Masalah hidden debt ini muncul dari laporan lembaga riset AidData berjudul ‘Banking on the Belt and Road: Insight from a new global dataset of 13,427 Chinese Development Projects’. Pinjaman yang disalurkan China itu bertujuan untuk pembangunan jalur sutera melalui Belt and Road Initiative (BRI) yang selama ini dilakukan di banyak negara. Salah satunya untuk Indonesia. Di Indonesia dana tersebut digunakan salah satunya untuk proyek Kereta Cepat Jakarta-Bandung.
Luhut menjelaskan memang ada pembengkakan biaya, namun hal itu bukan masalah lagi. Semua sudah diselesaikan. Di sisi lain, proyek ini pun sudah berjalan kembali dan bakal bisa dicoba di bulan November 2022.

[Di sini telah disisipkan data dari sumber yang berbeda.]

// src/models/question.rs

use serde::{Deserialize, Serialize};
use sqlx::prelude::FromRow;
use validator::Validate;

use crate::models::question_stat::QuestionStat;

/// DTO for sending a question to a quiz taker (answer and explanation withheld).
#[derive(Debug, Clone, Serialize, FromRow)]
pub struct PublicQuestion {
    pub id: i64,
    pub genre_id: Option<i64>,
    pub question_text: String,
    pub option1: String,
    pub option2: String,
    pub option3: String,
    pub option4: String,
}

/// Full question with its recorded accuracy, for the review screen.
#[derive(Debug, Serialize, FromRow)]
pub struct QuestionDetail {
    pub id: i64,
    pub genre_id: Option<i64>,
    pub genre_name: Option<String>,
    pub question_text: String,
    pub option1: String,
    pub option2: String,
    pub option3: String,
    pub option4: String,
    pub answer: String,
    pub explanation: String,
    #[sqlx(skip)]
    pub total_attempts: i64,
    #[sqlx(skip)]
    pub correct_attempts: i64,
    /// Percentage of correct attempts; `None` until someone answers it.
    #[sqlx(skip)]
    pub accuracy: Option<f64>,
}

impl QuestionDetail {
    pub fn with_stat(mut self, stat: Option<QuestionStat>) -> Self {
        if let Some(stat) = stat {
            self.total_attempts = stat.total_attempts;
            self.correct_attempts = stat.correct_attempts;
            self.accuracy = stat.accuracy();
        }
        self
    }
}

/// The grading view of a question: its options and correct answer.
#[derive(Debug, Clone, FromRow)]
pub struct AnswerKey {
    pub id: i64,
    pub option1: String,
    pub option2: String,
    pub option3: String,
    pub option4: String,
    pub answer: String,
}

impl AnswerKey {
    pub fn options(&self) -> [&str; 4] {
        [&self.option1, &self.option2, &self.option3, &self.option4]
    }
}

/// Speed quiz batch together with the time limits a client may pick from.
#[derive(Debug, Serialize)]
pub struct SpeedQuizResponse {
    pub time_options: Vec<u32>,
    pub questions: Vec<PublicQuestion>,
}

/// DTO for one imported question.
#[derive(Debug, Serialize, Deserialize, Validate)]
pub struct CreateQuestionRequest {
    pub genre_id: Option<i64>,
    #[validate(length(min = 1, max = 2000))]
    pub question_text: String,
    #[validate(length(min = 1, max = 255))]
    pub option1: String,
    #[validate(length(min = 1, max = 255))]
    pub option2: String,
    #[validate(length(min = 1, max = 255))]
    pub option3: String,
    #[validate(length(min = 1, max = 255))]
    pub option4: String,
    #[validate(length(min = 1, max = 255))]
    pub answer: String,
    #[serde(default)]
    #[validate(length(max = 4000))]
    pub explanation: String,
}

/// DTO for a bulk import.
#[derive(Debug, Deserialize, Validate)]
pub struct ImportQuestionsRequest {
    #[validate(length(min = 1, max = 1000), nested)]
    pub questions: Vec<CreateQuestionRequest>,
}

/// A single explanation shown as a daily fact.
#[derive(Debug, Serialize, FromRow)]
pub struct DailyFact {
    pub genre_name: String,
    pub explanation: String,
}
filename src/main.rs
// src/main.rs

use quiz_backend::config::Config;
use quiz_backend::models::user::normalize_email;
use quiz_backend::routes;
use quiz_backend::state::AppState;
use quiz_backend::utils::{hash::hash_password, jwt::ROLE_ADMIN};
use sqlx::PgPool;
use sqlx::postgres::PgPoolOptions;
use std::time::Duration;
use tracing_subscriber::{EnvFilter, fmt, layer::SubscriberExt, util::SubscriberInitExt};

const CONNECT_RETRIES: u32 = 5;

#[tokio::main]
async fn main() -> Result<(), Box<dyn std::error::Error>> {
    // Also loads .env (if present)
    let config = Config::from_env()?;

    let file_appender = tracing_appender::rolling::daily("logs", "app.log");
    let (non_blocking, _guard) = tracing_appender::non_blocking(file_appender);
    let env_filter = EnvFilter::new(&config.rust_log);
    let stdout_layer = fmt::layer().with_writer(std::io::stdout).with_target(false);
    let file_layer = fmt::layer().with_writer(non_blocking).with_ansi(false);

    tracing_subscriber::registry()
        .with(env_filter)
        .with(stdout_layer)
        .with(file_layer)
        .init();

    // Initialize Database Pool with Retry
    let mut retry_count = 0;
    let pool = loop {
        match PgPoolOptions::new()
            .max_connections(5)
            .acquire_timeout(Duration::from_secs(3))
            .connect(&config.database_url)
            .await
        {
            Ok(pool) => break pool,
            Err(e) => {
                retry_count += 1;
                if retry_count > CONNECT_RETRIES {
                    tracing::error!("Failed to connect to database after {} retries", CONNECT_RETRIES);
                    return Err(e.into());
                }
                tracing::warn!("Database not ready, retrying in 2s... (Attempt {})", retry_count);
                tokio::time::sleep(Duration::from_secs(2)).await;
            }
        }
    };

    tracing::info!("Database connected, running migrations...");
    sqlx::migrate!("./migrations").run(&pool).await?;
    tracing::info!("Migrations applied successfully.");

    if let Err(e) = seed_admin_user(&pool, &config).await {
        tracing::error!("Failed to seed admin user: {:?}", e);
    }

    tokio::fs::create_dir_all(&config.media_root).await?;

    let addr = config.bind_addr;
    let app = routes::create_router(AppState::new(pool, config));

    let listener = tokio::net::TcpListener::bind(addr).await?;
    tracing::info!("Listening on {}", addr);

    axum::serve(listener, app).await?;
    Ok(())
}

async fn seed_admin_user(pool: &PgPool, config: &Config) -> Result<(), Box<dyn std::error::Error>> {
    let (Some(email), Some(username), Some(password)) = (
        &config.admin_email,
        &config.admin_username,
        &config.admin_password,
    ) else {
        return Ok(());
    };
    let email = normalize_email(email);

    let existing: Option<i64> = sqlx::query_scalar("SELECT id FROM users WHERE email = $1")
        .bind(&email)
        .fetch_optional(pool)
        .await?;

    if existing.is_none() {
        tracing::info!("Seeding admin user: {}", username);
        let hashed_password = hash_password(password)?;

        sqlx::query("INSERT INTO users (email, username, password, role) VALUES ($1, $2, $3, $4)")
            .bind(&email)
            .bind(username)
            .bind(hashed_password)
            .bind(ROLE_ADMIN)
            .execute(pool)
            .await?;
        tracing::info!("Admin user created successfully.");
    }
    Ok(())
}
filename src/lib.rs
// src/lib.rs

pub mod config;
pub mod error;
pub mod handlers;
pub mod models;
pub mod routes;
pub mod services;
pub mod state;
pub mod utils;

pub use routes::create_router;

“Bahwa ada overrun cost, ya it happens, tapi nggak perlu cari salah siapa tapi sudah selesai. Tertunda berapa bulan pembangunnya kereta api cepat Jakarta Bandung, itu akan dimulai dan make test bulan November tahun ini,” jelas Luhut.
Sebelumnya, Wakil Menteri Badan Usaha Milik Negara (BUMN) I Kartika Wirjoatmodjo juga sudah buka suara mengenai jebakan utang ini.
Dia mengungkapkan jika pembangunan kereta cepat ini bukanlah utang negara, melainkan korporasi langsung yaitu ke PT Kereta Cepat Indonesia China (KCIS). Skema utang menggunakan business to business.
“Utang negara dan B to B itu dua kamar berbeda. Untuk utang korporasi dan non bank pasti akan masuk PKLN, tidak mungkin disembunyikan karena memang beda, dan bukan utang negara,” kata Tiko kepada detikcom, Sabtu (16/10/2021).
Tiko menjelaskan untuk utang negara atau pemerintah itu bisa berbentuk penerbitan surat utang atau bonds sampai bilateral. Sangat berbeda dengan utang korporasi atau perusahaan yang menggunakan skema B to B.
“Datanya mesti diklarifikasi (Laporan AidData), mungkin mereka dapat data dari lalu lintas devisa. Karena Indonesia itu nggak ada bilateral dengan China sama sekali. Untuk China Development Bank (CDB) dan KCIC itu komersial murni, jadi tidak tersembunyi,” jelas Tiko.